Vincent Danen shares a simple script that you can use to remotely wake a sleeping Mac. Here's how to get it and configure it for your setup.
With the price of computers being what they are, computers have taken on eccentric and eclectic roles in the home and office. With Mac mini's costing as little as $599, using a Mac computer as a media server or simple file server is inexpensive. For instance, with a little creative cabling, you can hook up a Mac mini to your HDMI TV instead of using an Apple TV. More expensive, sure, but with a wireless keyboard and mouse, all of a sudden you have a full entertainment solution connected to your TV rather than just an appliance to watch videos and listen to music.
The upside of such a setup is that with a larger hard drive, you can make the Mac mini host all of your iTunes media and connect to it via iTunes to listen to music, etc. The downside is that the computer would have to remain on 24/7 in case you wanted to connect to it, but this is hardly efficient for something that may not be used all that often.
Being able to put the computer to sleep would be much more efficient; however, the problem then becomes a question of how to wake it up remotely if you do want to access files or media stored on it.
Fortunately, with most Macs that are wired to the local network via Ethernet, this poses little problem. Unfortunately, for Macs connected to the network via wireless, this won't work as, when they go to sleep, so do the wireless antennas. For a wired Mac, however, waking it up remotely is simple.
The best tool for the job is the Wakeonlan perl script, which also works on more systems than just Macs. Running a perl script is very un-Mac-like, so a nice front-end for it called Wake550 is available.
Begin by downloading the .dmg file on the Web site. It is a PPC application, so you will need Rosetta installed to run it on an Intel Mac. The interface is very minimal; you will require a few bits of information for this to work: the broadcast IP of the local network and the hardware MAC address of the computer you wish to wake up.
This information can be retrieved on the remote Mac by launching the Network Preferences Pane, selecting the Ethernet connection, clicking Advanced, and then the Ethernet tab. The Ethernet ID is the hardware address you want. To obtain the broadcast ID, open the Terminal and launch the "ifconfig" utility:
en0: flags=8863<UP,BROADCAST,SMART,RUNNING,SIMPLEX,MULTICAST> mtu 1500
inet6 fe80::217:f2ff:fe00:4064%en0 prefixlen 64 scopeid 0x4
inet 192.168.250.50 netmask 0xfffffe00 broadcast 192.168.251.255
You can specify the interface to use (typically en0) and pass it as an argument to ifconfig, or don't specify an interface to get information on all interfaces. Incidentally, the hardware address is noted here as well. The output you are looking for is the broadcast address; in this case it is 192.168.251.255. Once you have this information from the remote Mac, you can use Wake550 to wake it up remotely.

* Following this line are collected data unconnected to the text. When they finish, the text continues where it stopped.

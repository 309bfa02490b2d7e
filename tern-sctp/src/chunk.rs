//! RFC 4960 chunk codec
//!
//! Every chunk is a TLV record: one byte of type, one byte of flags, and a
//! big-endian u16 length that counts the 4-byte header plus the unpadded
//! value, with the whole record zero-padded to a 4-byte boundary. Individual
//! chunk parsers return `None` on any malformed input; the `Chunk` enum
//! dispatches on the type tag and reports unknown types distinctly so callers
//! can apply the RFC 4960 §3.2 upper-two-bit handling rules.

use std::fmt;

use bytes::{Buf, BufMut, Bytes, BytesMut};
use thiserror::Error;

use crate::error_cause::ErrorCause;
use crate::parameter::Parameter;
use crate::tlv;
use crate::types::{PayloadProtocolId, Ssn, StreamId, Tsn};

/// Fixed part of a DATA chunk value: tsn, stream id, ssn, ppid
const DATA_SUBHEADER_SIZE: usize = 12;

/// Fixed part of a SACK chunk value: cum ack, a_rwnd, gap/dup counts
const SACK_SUBHEADER_SIZE: usize = 12;

const DATA_FLAG_IMMEDIATE_ACK: u8 = 0x08;
const DATA_FLAG_UNORDERED: u8 = 0x04;
const DATA_FLAG_BEGINNING: u8 = 0x02;
const DATA_FLAG_END: u8 = 0x01;

const SHUTDOWN_COMPLETE_FLAG_TAG_REFLECTED: u8 = 0x01;

/// Payload-bearing chunk (RFC 4960 §3.3.1)
///
/// A message fragment: `beginning` and `end` mark the first and last fragment,
/// a chunk carrying both is a complete message. An empty payload is invalid
/// on the wire.
#[derive(Debug, Clone, PartialEq, Eq)]
pub struct DataChunk {
    pub tsn: Tsn,
    pub stream_id: StreamId,
    pub ssn: Ssn,
    pub ppid: PayloadProtocolId,
    pub payload: Bytes,
    /// Ask the receiver to SACK without delay
    pub immediate_ack: bool,
    pub unordered: bool,
    pub beginning: bool,
    pub end: bool,
}

impl DataChunk {
    pub const TYPE: u8 = 0;

    pub fn parse(data: &[u8]) -> Option<Self> {
        let header = tlv::parse_chunk_tlv(Self::TYPE, data)?;
        let mut value = header.value;
        // The payload must be non-empty.
        if value.len() <= DATA_SUBHEADER_SIZE {
            return None;
        }
        let tsn = Tsn::new(value.get_u32());
        let stream_id = StreamId(value.get_u16());
        let ssn = Ssn(value.get_u16());
        let ppid = PayloadProtocolId(value.get_u32());
        Some(DataChunk {
            tsn,
            stream_id,
            ssn,
            ppid,
            payload: Bytes::copy_from_slice(value),
            immediate_ack: header.flags & DATA_FLAG_IMMEDIATE_ACK != 0,
            unordered: header.flags & DATA_FLAG_UNORDERED != 0,
            beginning: header.flags & DATA_FLAG_BEGINNING != 0,
            end: header.flags & DATA_FLAG_END != 0,
        })
    }

    pub fn serialize_to(&self, out: &mut BytesMut) {
        let mut flags = 0;
        if self.immediate_ack {
            flags |= DATA_FLAG_IMMEDIATE_ACK;
        }
        if self.unordered {
            flags |= DATA_FLAG_UNORDERED;
        }
        if self.beginning {
            flags |= DATA_FLAG_BEGINNING;
        }
        if self.end {
            flags |= DATA_FLAG_END;
        }
        let value_len = DATA_SUBHEADER_SIZE + self.payload.len();
        tlv::write_chunk_header(out, Self::TYPE, flags, value_len);
        out.put_u32(self.tsn.as_raw());
        out.put_u16(self.stream_id.0);
        out.put_u16(self.ssn.0);
        out.put_u32(self.ppid.0);
        out.extend_from_slice(&self.payload);
        tlv::write_padding(out, tlv::TLV_HEADER_SIZE + value_len);
    }

    /// On-the-wire length including header and padding
    #[inline]
    pub fn serialized_size(&self) -> usize {
        tlv::round_up_to_4(tlv::TLV_HEADER_SIZE + DATA_SUBHEADER_SIZE + self.payload.len())
    }
}

impl fmt::Display for DataChunk {
    fn fmt(&self, f: &mut fmt::Formatter<'_>) -> fmt::Result {
        write!(
            f,
            "DATA (tsn={}, stream={}, ssn={}, bytes={})",
            self.tsn,
            self.stream_id,
            self.ssn,
            self.payload.len()
        )
    }
}

/// One gap of received TSNs above the cumulative ack, as offsets from it
#[derive(Debug, Clone, Copy, PartialEq, Eq)]
pub struct GapAckBlock {
    /// Offset of the first received TSN in the block (>= 1)
    pub start: u16,
    /// Offset of the last received TSN in the block (inclusive)
    pub end: u16,
}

There are also applications for the iPhone that can wake up a sleeping Mac as well, such as SleepOver or iWOL. Note that they have the same limitation that Wake550 and Wakeonlan do: they only work on systems with wired ethernet connections.
Vincent Danen works on the Red Hat Security Response Team and lives in Canada. He has been writing about and developing on Linux for over 10 years and is a veteran Mac user.